The Adani Group’s acquisition of Holcim’s India assets — Ambuja Cements and ACC — for $10.5 billion may further intensify consolidation in the industry due to heightened competition as the big players would want to maintain or enhance their market share.
India is the second-largest cement producer in the world, accounting for about 8% of global cement production with an estimated production capacity of 550 MTPA.
UltraTech Cement, with a production capacity of 120 MTPA, is the market leader in the country, followed by Adani Group due its acquisition of Holcim’s assets — Ambuja Cements (31.45 MTPA) and ACC (34.45 MTPA) — totalling 65.9 MTPA. Adani is also planning to set up a 5 MTPA cement-making facility in Maharashtra, which would take its total capacity to 70.9 MTPA. JSW Group has an installed capacity of 16 MTPA as of end of March 2022, and the company is targeting to increase it to 25 MTPA by FY24.
“The acquisition of Holcim by Adani Group will consolidate the Indian cement industry in the future, which is already getting tailwinds due to the government’s focus on infrastructure and revival of the housing sector. The expansion plans of the cement players, adding 150-160 MTPA of production capacity by 2027, are possible as India’s per capita consumption is 242 kg, which is well below the global consumption of 530 kg,” Kanodia Cement managing director Vishal Kanodia said. “With this, cement production capacity is expected to reach 630 MTPA by 2027,” he added.
Analysts believe with the entry of a new aggressive player in the market, the industry may see the next wave of consolidation. “While there is over 25 MTPA of stressed assets in the domestic cement industry, we are likely to witness capacity acquisition beyond the same as well. Cement players have already announced capacity expansions of 150-160 MTPA over the next five years,” Hetal Gandhi, director, Crisil Research, told FE. However, according to Gandhi, about 115-125 MTPA of production capacity is likely to be added over this period.
The stressed assets in the sector include Jaypee Group (11.45 MTPA), Andhra Cement (2.6 MTPA), Cement Corporation of India (8.5 MTPA), Vadraj Cement (6 MTPA) and Bheema Cement (1.4 MTPA). This wave of consolidation is expected to be started by Adani, who’s likely to merge Ambuja Cements and ACC into a single entity, analysts said. “Between FY13 and FY18, there was a lot of consolidation in the industry as it was not one of the best periods for the sector. Adani being aggressive in other businesses, we do expect a similar aggression by him in the cement sector, and as other companies such as UltraTech, Dalmia Cement and Shree Cement would not like to lose their market share, we expect action in this sector,” Uttam K Srimal, senior research analyst at Axis Securities, said.

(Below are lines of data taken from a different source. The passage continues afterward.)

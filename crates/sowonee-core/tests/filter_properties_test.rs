//! Behavioural properties of the filter engine over realistic record sets.

use sowonee_core::{
    apply_special_filter, filter_images, Action, Emotion, FilterSpec, ImageRecord, Scene,
    SortOrder, SpecialFilter,
};

fn ids(images: &[&ImageRecord]) -> Vec<String> {
    images.iter().map(|r| r.id.clone()).collect()
}

fn sample_gallery() -> Vec<ImageRecord> {
    vec![
        ImageRecord::new("s1", "소원 미소", "2025-02-01T10:00:00Z")
            .with_character("sowon")
            .with_description("미소짓는 소원이")
            .with_likes(3),
        ImageRecord::new("s2", "소원 인사", "2025-02-03T10:00:00Z")
            .with_character("sowon")
            .with_description("greeting bow at home")
            .with_likes(10),
        ImageRecord::new("m1", "엄마 회의", "2025-02-02T10:00:00Z")
            .with_character("mom")
            .with_description("conference at the office")
            .with_likes(5),
        ImageRecord::new("d1", "아빠 쇼핑", "2025-01-15T10:00:00Z")
            .with_character("dad")
            .with_description("shopping on the street"),
        ImageRecord::new("h1", "숨김", "2025-03-01T10:00:00Z")
            .with_character("sowon")
            .with_description("smile")
            .hidden(),
    ]
}

#[test]
fn test_filter_is_pure_projection() {
    let records = sample_gallery();
    let spec = FilterSpec::new().with_character("sowon").with_sort(SortOrder::Popular);

    let first = ids(&filter_images(&records, &spec));
    let second = ids(&filter_images(&records, &spec));

    assert_eq!(first, second);
    assert_eq!(records, sample_gallery(), "records must not be mutated");
}

#[test]
fn test_identity_filter_returns_all_visible_sorted() {
    let records = sample_gallery();
    let shown = filter_images(&records, &FilterSpec::new());

    assert_eq!(shown.len(), 4);
    assert_eq!(ids(&shown), vec!["s2", "m1", "s1", "d1"]);

    let oldest = filter_images(&records, &FilterSpec::new().with_sort(SortOrder::Oldest));
    assert_eq!(ids(&oldest), vec!["d1", "s1", "m1", "s2"]);
}

#[test]
fn test_empty_input_yields_empty_output() {
    let spec = FilterSpec::new()
        .with_character("mom")
        .with_special_filter(SpecialFilter::Popular);
    assert!(filter_images(&[], &spec).is_empty());
    assert!(filter_images(&[], &FilterSpec::new()).is_empty());
}

#[test]
fn test_category_or_within_dimension() {
    let records = vec![ImageRecord::new("a", "t", "2025-01-01").with_description("미소짓는 소원이")];

    let happy = filter_images(&records, &FilterSpec::new().with_emotion("happy"));
    assert_eq!(ids(&happy), vec!["a"]);

    let worried = filter_images(&records, &FilterSpec::new().with_emotion("worried"));
    assert!(worried.is_empty());
}

#[test]
fn test_and_across_dimensions() {
    let records = sample_gallery();
    let spec = FilterSpec::new().with_character("sowon").with_search("bow");

    let shown = filter_images(&records, &spec);
    assert_eq!(ids(&shown), vec!["s2"]);

    let spec = FilterSpec::new().with_character("sowon").with_search("office");
    assert!(filter_images(&records, &spec).is_empty());
}

#[test]
fn test_newest_sort_is_stable_on_ties() {
    let records = vec![
        ImageRecord::new("first", "x", "2025-05-05T05:05:05Z"),
        ImageRecord::new("second", "y", "2025-05-05T05:05:05Z"),
        ImageRecord::new("third", "z", "2025-05-05T05:05:05Z"),
    ];
    let shown = filter_images(&records, &FilterSpec::new().with_sort(SortOrder::Newest));
    assert_eq!(ids(&shown), vec!["first", "second", "third"]);

    let shown = filter_images(&records, &FilterSpec::new().with_sort(SortOrder::Popular));
    assert_eq!(ids(&shown), vec!["first", "second", "third"]);
}

#[test]
fn test_hidden_record_never_reincluded_by_special_filter() {
    let records = sample_gallery();
    let shown = filter_images(&records, &FilterSpec::new());
    let popular = vec!["h1".to_string(), "s1".to_string()];
    let favorites = vec!["h1".to_string()];

    let by_popularity = apply_special_filter(shown.clone(), SpecialFilter::Popular, &favorites, &popular);
    assert_eq!(ids(&by_popularity), vec!["s1"]);

    let by_favorite = apply_special_filter(shown, SpecialFilter::Favorites, &favorites, &popular);
    assert!(by_favorite.is_empty());
}

#[test]
fn test_popular_special_filter_overrides_sort() {
    let records = sample_gallery();
    let spec = FilterSpec::new()
        .with_sort(SortOrder::Title)
        .with_special_filter(SpecialFilter::Popular);
    let popular = vec!["d1".to_string(), "s2".to_string(), "m1".to_string()];

    let shown = apply_special_filter(filter_images(&records, &spec), spec.special_filter, &[], &popular);
    assert_eq!(ids(&shown), vec!["d1", "s2", "m1"]);
}

#[test]
fn test_every_category_has_true_positive_and_true_negative() {
    let negative = ImageRecord::new("neg", "t", "2025-01-01").with_description("qqq unrelated");

    for emotion in Emotion::ALL {
        let keyword = emotion.keywords()[0];
        let positive = ImageRecord::new("pos", "t", "2025-01-01")
            .with_description(format!("a {} picture", keyword.to_uppercase()));
        let records = vec![positive, negative.clone()];
        let shown = filter_images(&records, &FilterSpec::new().with_emotion(emotion.value()));
        assert_eq!(ids(&shown), vec!["pos"], "emotion {}", emotion);
    }

    for action in Action::ALL {
        let keyword = action.keywords()[0];
        let positive = ImageRecord::new("pos", "t", "2025-01-01").with_description(keyword);
        let records = vec![positive, negative.clone()];
        let shown = filter_images(&records, &FilterSpec::new().with_action(action.value()));
        assert_eq!(ids(&shown), vec!["pos"], "action {}", action);
    }

    for scene in Scene::ALL {
        let keyword = scene.keywords()[0];
        let positive = ImageRecord::new("pos", "t", "2025-01-01").with_description(keyword);
        let records = vec![positive, negative.clone()];
        let shown = filter_images(&records, &FilterSpec::new().with_scene(scene.value()));
        assert_eq!(ids(&shown), vec!["pos"], "scene {}", scene);
    }
}

#[test]
fn test_korean_synonyms_match() {
    let records = vec![
        ImageRecord::new("k1", "t", "2025-01-01").with_description("소원이가 운동하는 모습"),
        ImageRecord::new("k2", "t", "2025-01-01").with_description("사무실에서 일하는 엄마"),
    ];
    let exercising = filter_images(&records, &FilterSpec::new().with_action("exercising"));
    assert_eq!(ids(&exercising), vec!["k1"]);

    let office = filter_images(&records, &FilterSpec::new().with_scene("office"));
    assert_eq!(ids(&office), vec!["k2"]);
}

“UltraTech and Dalmia Cement have grown through acquisitions, and all these large players also would look at these assets as they now want to expand capacities. Dalmia wants to expand capacity to 110-130 MTPA by 2030, UltraTech to 150 MTPA and Shree Cement to 80 MTPA over the next five years, and as these companies finalise their plans, consolidation would gain ground in the segment,” he added.
According to Anupama Reddy, assistant vice-president and sector head (corporate ratings), Icra: “With strong demand prospects supported by the healthy demand from the housing segment and the pick-up in infra activities, the cement industry is likely to add 55-60 million MT capacity during FY23-FY24, of which around 28-29 million MT is likely to get added in FY23 and around 28-31 million MT in FY24. Eastern India is expected to lead the expansion and may add around 23-25 MTPA, followed by the central and north region at around 10-11 MTPA during FY23-FY24.”
“While the revenues of Icra’s sample are expected to increase by about 8-10% in FY23, largely supported by volumetric growth, elevated input costs are likely to exert pressure on the operating margins, which are expected to contract by 270-320 basis points to 16.8-17.3% in FY23. While pressure on profitability is expected due to higher input costs, the strong demand prospects are likely to result in incremental demand being largely commensurate to incremental supplies coming up in FY23-FY24,” Reddy added.